ABOUT THIS TASK: In the entries below, find the line containing "return window;", then copy it and every later line exactly, ending with the last line.

** Opening GIVEN INFORMATION block **

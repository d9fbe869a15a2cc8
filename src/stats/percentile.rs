use super::histogram::{BinLayout, Histogram};
use crate::types::{PercentileWindow, Threshold};

/// Walk the cumulative distribution to find the scaling window
///
/// The low bound is the lower edge of the last bin whose cumulative fraction
/// stays below `threshold.low()`. The high bound is the upper edge of the
/// last bin whose cumulative fraction stays at or below `threshold.high()`.
/// Either bound keeps its extent default when no bin qualifies, and an empty
/// histogram yields the whole extent.
#[must_use]
pub fn resolve_window(
    histogram: &Histogram,
    layout: &BinLayout,
    threshold: Threshold,
) -> PercentileWindow {
    let mut window = PercentileWindow::new(layout.minimum(), layout.maximum());

    let total = histogram.total();
    if total == 0 {
        return window;
    }
    let total = total as f64;

    let mut cumulative = 0u64;
    for (bin, &count) in histogram.counts().iter().enumerate() {
        cumulative += count;
        let fraction = cumulative as f64 / total;
        if fraction < threshold.low() {
            window.low = layout.lower_edge(bin);
        }
        if fraction <= threshold.high() {
            window.high = layout.upper_edge(bin);
        }
    }

    window
}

** Closing GIVEN INFORMATION block **

PROBLEM SOLUTION:
        return window;
    }
    let total = total as f64;

    let mut cumulative = 0u64;
    for (bin, &count) in histogram.counts().iter().enumerate() {
        cumulative += count;
        let fraction = cumulative as f64 / total;
        if fraction < threshold.low() {
            window.low = layout.lower_edge(bin);
        }
        if fraction <= threshold.high() {
            window.high = layout.upper_edge(bin);
        }
    }

    window
}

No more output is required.